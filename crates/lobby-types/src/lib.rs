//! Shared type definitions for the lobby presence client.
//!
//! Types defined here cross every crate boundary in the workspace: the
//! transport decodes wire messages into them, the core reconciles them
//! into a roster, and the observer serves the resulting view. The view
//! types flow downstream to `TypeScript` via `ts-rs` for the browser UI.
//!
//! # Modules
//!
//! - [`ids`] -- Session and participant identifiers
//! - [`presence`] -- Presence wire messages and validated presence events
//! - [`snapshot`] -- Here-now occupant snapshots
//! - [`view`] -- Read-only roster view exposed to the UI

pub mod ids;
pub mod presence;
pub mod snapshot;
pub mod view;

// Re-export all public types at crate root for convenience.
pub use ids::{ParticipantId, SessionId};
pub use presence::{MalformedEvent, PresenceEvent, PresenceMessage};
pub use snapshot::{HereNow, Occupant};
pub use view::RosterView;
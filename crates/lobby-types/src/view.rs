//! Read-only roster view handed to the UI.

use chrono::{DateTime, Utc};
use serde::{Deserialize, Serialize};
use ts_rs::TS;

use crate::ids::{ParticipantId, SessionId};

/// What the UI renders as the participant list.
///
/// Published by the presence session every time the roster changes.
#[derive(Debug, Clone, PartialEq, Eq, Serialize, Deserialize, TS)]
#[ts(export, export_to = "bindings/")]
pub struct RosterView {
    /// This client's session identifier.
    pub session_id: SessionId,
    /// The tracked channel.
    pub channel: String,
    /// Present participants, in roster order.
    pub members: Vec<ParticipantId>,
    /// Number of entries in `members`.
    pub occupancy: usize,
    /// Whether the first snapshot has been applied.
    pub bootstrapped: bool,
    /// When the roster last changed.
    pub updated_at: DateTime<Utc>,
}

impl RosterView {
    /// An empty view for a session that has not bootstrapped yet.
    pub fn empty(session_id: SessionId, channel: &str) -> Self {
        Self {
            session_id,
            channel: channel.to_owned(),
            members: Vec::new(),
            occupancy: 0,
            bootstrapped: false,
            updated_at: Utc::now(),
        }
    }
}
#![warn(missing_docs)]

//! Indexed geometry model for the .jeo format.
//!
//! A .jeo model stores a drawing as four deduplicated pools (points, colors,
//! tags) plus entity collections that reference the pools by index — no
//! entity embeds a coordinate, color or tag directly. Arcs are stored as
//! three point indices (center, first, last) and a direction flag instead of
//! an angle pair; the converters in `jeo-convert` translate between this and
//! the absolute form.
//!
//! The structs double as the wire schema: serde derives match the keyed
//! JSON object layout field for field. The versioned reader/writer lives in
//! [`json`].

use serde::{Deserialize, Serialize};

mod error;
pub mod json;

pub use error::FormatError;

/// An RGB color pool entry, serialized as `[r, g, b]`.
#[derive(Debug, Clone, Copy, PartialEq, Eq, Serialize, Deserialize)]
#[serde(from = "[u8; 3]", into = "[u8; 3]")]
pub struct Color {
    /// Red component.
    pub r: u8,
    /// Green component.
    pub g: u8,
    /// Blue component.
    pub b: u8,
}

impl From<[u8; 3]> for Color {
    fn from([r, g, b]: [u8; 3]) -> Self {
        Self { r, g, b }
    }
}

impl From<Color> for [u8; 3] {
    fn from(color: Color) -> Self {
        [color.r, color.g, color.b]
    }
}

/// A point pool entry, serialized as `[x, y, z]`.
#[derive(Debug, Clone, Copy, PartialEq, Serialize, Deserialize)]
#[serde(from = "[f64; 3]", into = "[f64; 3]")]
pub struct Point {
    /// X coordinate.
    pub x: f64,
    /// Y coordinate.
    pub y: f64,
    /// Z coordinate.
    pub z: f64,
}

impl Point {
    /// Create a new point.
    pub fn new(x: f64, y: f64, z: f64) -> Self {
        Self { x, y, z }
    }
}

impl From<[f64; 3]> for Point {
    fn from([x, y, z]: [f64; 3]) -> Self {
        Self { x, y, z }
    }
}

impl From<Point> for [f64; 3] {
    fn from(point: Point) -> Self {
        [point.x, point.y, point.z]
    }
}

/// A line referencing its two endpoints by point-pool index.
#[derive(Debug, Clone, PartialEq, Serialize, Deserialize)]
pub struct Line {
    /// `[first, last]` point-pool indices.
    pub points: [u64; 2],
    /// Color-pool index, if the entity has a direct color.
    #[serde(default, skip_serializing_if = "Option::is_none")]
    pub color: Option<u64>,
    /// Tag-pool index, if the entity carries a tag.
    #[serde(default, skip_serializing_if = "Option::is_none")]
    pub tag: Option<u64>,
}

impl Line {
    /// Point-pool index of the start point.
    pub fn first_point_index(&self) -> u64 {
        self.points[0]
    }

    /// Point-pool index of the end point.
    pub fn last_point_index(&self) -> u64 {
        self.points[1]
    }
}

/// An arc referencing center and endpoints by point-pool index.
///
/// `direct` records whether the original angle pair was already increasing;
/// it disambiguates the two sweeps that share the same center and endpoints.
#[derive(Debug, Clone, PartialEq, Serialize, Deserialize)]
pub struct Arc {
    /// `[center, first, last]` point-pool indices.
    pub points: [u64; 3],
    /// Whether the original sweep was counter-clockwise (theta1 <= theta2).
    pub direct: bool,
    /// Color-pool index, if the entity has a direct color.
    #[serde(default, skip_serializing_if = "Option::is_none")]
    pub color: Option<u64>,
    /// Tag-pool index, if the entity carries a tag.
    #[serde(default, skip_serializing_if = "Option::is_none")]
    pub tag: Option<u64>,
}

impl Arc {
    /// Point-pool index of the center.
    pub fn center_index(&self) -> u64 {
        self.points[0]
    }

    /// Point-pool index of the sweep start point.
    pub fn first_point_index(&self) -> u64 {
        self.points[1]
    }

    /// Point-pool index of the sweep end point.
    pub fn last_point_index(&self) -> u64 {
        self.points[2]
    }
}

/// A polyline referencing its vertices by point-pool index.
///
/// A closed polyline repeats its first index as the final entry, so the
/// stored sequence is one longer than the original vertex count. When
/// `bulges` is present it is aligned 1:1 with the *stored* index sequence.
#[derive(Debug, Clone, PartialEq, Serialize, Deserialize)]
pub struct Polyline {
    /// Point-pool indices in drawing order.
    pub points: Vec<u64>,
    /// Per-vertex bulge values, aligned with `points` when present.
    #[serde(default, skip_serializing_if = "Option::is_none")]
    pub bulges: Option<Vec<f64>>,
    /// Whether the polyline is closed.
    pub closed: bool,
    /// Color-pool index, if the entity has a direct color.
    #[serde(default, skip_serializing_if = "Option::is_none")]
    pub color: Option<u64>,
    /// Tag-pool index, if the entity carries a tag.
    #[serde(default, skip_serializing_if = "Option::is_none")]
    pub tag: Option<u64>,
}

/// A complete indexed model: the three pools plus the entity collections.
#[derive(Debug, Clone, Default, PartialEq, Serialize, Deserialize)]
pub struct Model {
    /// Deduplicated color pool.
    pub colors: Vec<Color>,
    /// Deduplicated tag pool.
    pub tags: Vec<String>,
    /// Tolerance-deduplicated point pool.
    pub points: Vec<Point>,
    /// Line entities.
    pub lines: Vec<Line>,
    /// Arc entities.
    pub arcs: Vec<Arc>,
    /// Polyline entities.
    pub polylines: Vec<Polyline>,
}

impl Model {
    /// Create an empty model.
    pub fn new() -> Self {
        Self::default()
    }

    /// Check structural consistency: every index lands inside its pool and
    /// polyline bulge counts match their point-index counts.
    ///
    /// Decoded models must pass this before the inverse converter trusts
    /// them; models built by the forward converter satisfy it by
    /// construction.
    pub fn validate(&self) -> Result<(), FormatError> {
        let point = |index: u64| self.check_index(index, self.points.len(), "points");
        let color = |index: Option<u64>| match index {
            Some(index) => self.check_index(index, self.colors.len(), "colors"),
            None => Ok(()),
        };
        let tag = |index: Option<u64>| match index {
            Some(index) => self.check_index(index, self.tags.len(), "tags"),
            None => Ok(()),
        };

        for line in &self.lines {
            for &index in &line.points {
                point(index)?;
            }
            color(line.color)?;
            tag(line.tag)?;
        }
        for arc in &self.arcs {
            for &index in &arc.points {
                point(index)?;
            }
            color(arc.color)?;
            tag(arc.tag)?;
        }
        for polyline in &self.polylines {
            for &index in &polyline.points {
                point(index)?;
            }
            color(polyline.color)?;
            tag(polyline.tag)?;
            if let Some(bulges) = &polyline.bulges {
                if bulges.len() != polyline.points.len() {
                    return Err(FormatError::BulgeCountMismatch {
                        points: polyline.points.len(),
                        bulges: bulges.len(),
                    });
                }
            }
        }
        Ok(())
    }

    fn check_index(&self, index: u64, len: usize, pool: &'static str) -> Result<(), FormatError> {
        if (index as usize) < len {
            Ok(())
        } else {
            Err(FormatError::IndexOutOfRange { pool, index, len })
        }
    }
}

■ **WORK REQUEST**
Which of the lines in the material carry the string "drawing"? Pull them out.

■ **COMPLETED TASK**
//! A .jeo model stores a drawing as four deduplicated pools (points, colors,
    /// Point-pool indices in drawing order.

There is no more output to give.